Ma secondo me da qui all’eccellenza “ad uso e consumo” ce ne passa.
Una nazione come l’Ungheria fa scuola da sempre proprio nei 4 stili, soprattutto quelli diversi dal libero, e qui l’Italia paga un ritardo cronico rispetto alle altre nazioni. Da loro sì che mi posso aspettare molto di più il “gregario di lusso ” che piazza la stoccata.
Bisogna ricordarsi una cosa però , e cioè che l’Italia per 60 anni e oltre, a parte la pioniera e uno sparuto gruppo di campioni, non ha mai veramente toccato palla, nè a livello europeo nè tantomeno mondiale e olimpico.
A livello europeo , se parliamo di ori, perchè tanto il discorso va a finire sempre lì, anche se per me podi e classifica a punti non sono da meno, solo da Siviglia 97 in poi l’Italia ha sempre vinto almeno un oro ad ogni edizione continentale. Anzi in totale, con quello di Miressi ne ha vinti 46. Solo Germania Russia e Ungheria hanno fatto meglio negli ultimi 21 anni.
Prima di Siviglia la bellezza di 8 ori in 70 anni di campionati europei.
In questo sport si sono fatti letteralmente dei salti mortali per avvicinare il resto del mondo, non si può oggettivamente pensare di farsi trovare sempre pronti anche quando è evidente che c’è un gap con le altre nazioni che sono da sempre a certi livelli.
Non si possono poi certo calcolare o prevedere i periodi di stagnazione generale e progettare il campione ripeto, a uso e consumo.

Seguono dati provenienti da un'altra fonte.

use http::Method;
use serde_json::{Map, Value};
use tracing::{debug, warn};

use super::{Middleware, Next};
use crate::dispatcher::{Context, JSON_CONTENT_TYPE};

/// Parses JSON request bodies into [`Context::body`].
///
/// Applies to `POST`, `PUT` and `PATCH` requests whose `content-type`
/// mentions `application/json`. An empty body, or one that fails to parse,
/// becomes `{}`. The chain always continues.
#[derive(Debug, Clone, Copy, Default)]
pub struct JsonBody;

impl JsonBody {
    #[must_use]
    pub fn new() -> Self {
        Self
    }

    fn applies(ctx: &Context) -> bool {
        matches!(*ctx.method(), Method::POST | Method::PUT | Method::PATCH)
            && ctx
                .header("content-type")
                .is_some_and(|ct| ct.contains(JSON_CONTENT_TYPE))
    }
}

fn empty_object() -> Value {
    Value::Object(Map::new())
}

impl Middleware for JsonBody {
    fn handle(&self, ctx: &mut Context, next: Next<'_>) -> anyhow::Result<()> {
        if !Self::applies(ctx) {
            return next.run(ctx);
        }

        let raw = ctx.raw_body();
        let parsed = if raw.iter().all(u8::is_ascii_whitespace) {
            empty_object()
        } else {
            match serde_json::from_slice::<Value>(raw) {
                Ok(value) => value,
                Err(err) => {
                    warn!(
                        request_id = %ctx.request_id,
                        error = %err,
                        raw_body = %String::from_utf8_lossy(raw),
                        "JSON body parse failed; using empty object"
                    );
                    empty_object()
                }
            }
        };
        debug!(request_id = %ctx.request_id, bytes = raw.len(), "JSON body parsed");
        ctx.body = Some(parsed);
        next.run(ctx)
    }

    fn name(&self) -> &'static str {
        "JsonBody"
    }
}
//! Adapter implementations of the port traits.

pub mod live;
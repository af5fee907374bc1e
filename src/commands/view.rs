//! `taskdeck view` command.

use crate::store::TaskStore;

/// Execute the `view` command: every task, one line each, in the order added.
///
/// # Errors
///
/// Never fails; the signature matches the other command handlers.
pub fn run(store: &TaskStore) -> Result<(), String> {
    if store.is_empty() {
        println!("No tasks yet.");
        return Ok(());
    }
    for task in store.tasks() {
        println!("{task}");
    }
    Ok(())
}
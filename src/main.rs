//! Binary entrypoint for the `taskdeck` CLI.

use std::process::ExitCode;

fn main() -> ExitCode {
    match taskdeck::run(std::env::args()) {
        Ok(()) => ExitCode::SUCCESS,
        Err(err) => {
            eprintln!("{err}");
            ExitCode::FAILURE
        }
    }
}
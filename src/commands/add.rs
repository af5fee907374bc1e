//! `taskdeck add` command.

use chrono::NaiveDate;

use crate::persist::TaskFile;
use crate::store::TaskStore;
use crate::task::Task;

/// Execute the `add` command, then flush the store to disk.
///
/// # Errors
///
/// Returns an error string when the name is already taken or the flush fails.
pub fn run(store: &mut TaskStore, file: &TaskFile, task: Task) -> Result<(), String> {
    if let Some(note) = due_date_note(&task.due_date) {
        println!("{note}");
    }
    store.add(task).map_err(|e| e.to_string())?;
    file.save(store.tasks())?;
    println!("Task added.");
    Ok(())
}

/// Advisory for due dates that do not parse as ISO dates.
///
/// Due dates are stored as entered either way; this only nudges the user.
pub(crate) fn due_date_note(due: &str) -> Option<String> {
    if NaiveDate::parse_from_str(due, "%Y-%m-%d").is_ok() {
        None
    } else {
        Some(format!("Note: due date '{due}' is not a YYYY-MM-DD date; storing it as entered."))
    }
}
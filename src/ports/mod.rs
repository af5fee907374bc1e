//! Port traits for external boundaries.

pub mod filesystem;
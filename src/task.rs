//! Task record and tag normalization.

use serde::{Deserialize, Serialize};
use std::fmt;

/// A single tracked task.
///
/// All fields are free text. `priority` is expected to be one of
/// High/Medium/Low and `due_date` an ISO `YYYY-MM-DD` date, but neither is
/// validated here; the add flow only prints an advisory for odd dates.
/// Serde names match the on-disk record shape, which predates this crate.
#[derive(Debug, Clone, PartialEq, Eq, Serialize, Deserialize)]
pub struct Task {
    /// Task name, the unique key within a store.
    #[serde(rename = "task_name")]
    pub name: String,
    /// Category the task belongs to.
    #[serde(rename = "category_name")]
    pub category: String,
    /// Priority as entered (High, Medium, Low).
    pub priority: String,
    /// Due date as entered (expected `YYYY-MM-DD`).
    #[serde(rename = "duedate")]
    pub due_date: String,
    /// Current status as entered.
    pub status: String,
    /// Normalized tags, in the order first entered.
    #[serde(default)]
    pub tags: Vec<String>,
}

impl fmt::Display for Task {
    fn fmt(&self, f: &mut fmt::Formatter<'_>) -> fmt::Result {
        write!(
            f,
            "{}: {} - Priority: {} - Due: {} - Status: {}",
            self.name, self.category, self.priority, self.due_date, self.status
        )
    }
}

/// Splits raw comma-separated tag input into a normalized tag list.
///
/// Each piece is trimmed, empties are dropped, and repeated tags keep only
/// their first occurrence so a task can appear at most once per index bucket.
#[must_use]
pub fn normalize_tags(raw: &str) -> Vec<String> {
    let pieces: Vec<String> = raw.split(',').map(String::from).collect();
    normalize_tag_list(&pieces)
}

/// Applies tag normalization to an already-split tag list.
///
/// Task files can carry tag lists this tool did not produce (hand edits,
/// other tooling), so the load path runs stored tags through the same
/// trim/drop/dedupe rules as raw input.
#[must_use]
pub fn normalize_tag_list(tags: &[String]) -> Vec<String> {
    let mut out: Vec<String> = Vec::new();
    for piece in tags {
        let tag = piece.trim();
        if !tag.is_empty() && !out.iter().any(|t| t == tag) {
            out.push(tag.to_string());
        }
    }
    out
}
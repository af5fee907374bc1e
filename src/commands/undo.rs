//! `taskdeck undo` command.

use crate::persist::TaskFile;
use crate::store::{TaskStore, UndoOutcome};

/// Execute the `undo` command, flushing when the store actually changed.
///
/// Every outcome is reported on stdout; none of them fails the command. As a
/// one-shot subcommand this always reports "Nothing to undo" because the
/// undo log lives only for the duration of a process.
///
/// # Errors
///
/// Returns an error string when the flush fails.
pub fn run(store: &mut TaskStore, file: &TaskFile) -> Result<(), String> {
    match store.undo() {
        UndoOutcome::RemovedAdded(name) => {
            file.save(store.tasks())?;
            println!("Undid add of '{name}'.");
        }
        UndoOutcome::RestoredDeleted(name) => {
            file.save(store.tasks())?;
            println!("Undid delete of '{name}'.");
        }
        UndoOutcome::AlreadyGone(name) => {
            println!("Task '{name}' is already gone; nothing to restore.");
        }
        UndoOutcome::NameTaken(name) => {
            println!("Cannot restore '{name}': that name is in use again.");
        }
        UndoOutcome::NothingToUndo => println!("Nothing to undo."),
    }
    Ok(())
}
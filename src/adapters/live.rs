//! Live filesystem adapter using `std::fs`.

use std::path::Path;

use crate::ports::filesystem::FileSystem;

/// Live filesystem adapter backed by real disk I/O.
pub struct LiveFileSystem;

impl FileSystem for LiveFileSystem {
    fn read_to_string(
        &self,
        path: &Path,
    ) -> Result<String, Box<dyn std::error::Error + Send + Sync>> {
        Ok(std::fs::read_to_string(path)?)
    }

    fn write(
        &self,
        path: &Path,
        contents: &str,
    ) -> Result<(), Box<dyn std::error::Error + Send + Sync>> {
        if let Some(parent) = path.parent() {
            if !parent.as_os_str().is_empty() {
                std::fs::create_dir_all(parent)?;
            }
        }
        Ok(std::fs::write(path, contents)?)
    }

    fn exists(&self, path: &Path) -> bool {
        path.exists()
    }
}
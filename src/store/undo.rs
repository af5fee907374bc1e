//! Undo log for add and delete actions.

use crate::task::Task;

/// Inverse of a completed mutation, recorded at mutation time.
///
/// Edits are deliberately not recorded; only adds and deletes can be undone.
#[derive(Debug, Clone, PartialEq, Eq)]
pub enum UndoAction {
    /// A task with this name was added; undoing removes it.
    Added(String),
    /// This task was deleted; undoing re-inserts the snapshot.
    Deleted(Task),
}

/// LIFO log of reversible actions.
///
/// Lives only in memory; a fresh process starts with an empty log no matter
/// what the task file contains.
#[derive(Debug, Default)]
pub struct UndoLog {
    actions: Vec<UndoAction>,
}

impl UndoLog {
    /// Creates an empty log.
    #[must_use]
    pub fn new() -> Self {
        Self::default()
    }

    /// Records that a task with this name was just added.
    pub fn record_add(&mut self, name: String) {
        self.actions.push(UndoAction::Added(name));
    }

    /// Records a just-deleted task so it can be re-inserted.
    pub fn record_delete(&mut self, task: Task) {
        self.actions.push(UndoAction::Deleted(task));
    }

    /// Pops the most recent action, or `None` when nothing is left to undo.
    pub fn pop(&mut self) -> Option<UndoAction> {
        self.actions.pop()
    }

    /// Returns `true` when there is nothing to undo.
    #[must_use]
    pub fn is_empty(&self) -> bool {
        self.actions.is_empty()
    }
}

#[cfg(test)]
mod tests {
    use super::*;

    fn task(name: &str) -> Task {
        Task {
            name: name.to_string(),
            category: "General".into(),
            priority: "Low".into(),
            due_date: "2024-01-01".into(),
            status: "Pending".into(),
            tags: Vec::new(),
        }
    }

    #[test]
    fn pop_returns_actions_most_recent_first() {
        let mut log = UndoLog::new();
        log.record_add("one".into());
        log.record_delete(task("two"));
        assert_eq!(log.pop(), Some(UndoAction::Deleted(task("two"))));
        assert_eq!(log.pop(), Some(UndoAction::Added("one".into())));
        assert_eq!(log.pop(), None);
    }

    #[test]
    fn empty_log_pops_none() {
        let mut log = UndoLog::new();
        assert!(log.is_empty());
        assert_eq!(log.pop(), None);
    }
}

Altrimenti , stagnazione per stagnazione, quello che abbiamo visto oggi nei 200 stile libero donne lo ritengo immensamente più grave di qualsiasi mancanza che possiamo avere a farfalla o nei misti.
Dei vuoti per una nazione che insegue come la nostra, io li ritengo purtroppo fisiologici , soprattutto in uno sport che assegna più di quaranta titoli.
Ma me la tengo così la nazionale, piuttosto che non vederla vincere niente di niente e salire sul podio ogni morte di papa.
Ciò non vuole dire che bisogna lavorare di più e meglio per far salire il livello, ma gli ori arrivano se hai dei campioni, non per altre ragioni, legate ad assenze e crisi altrui.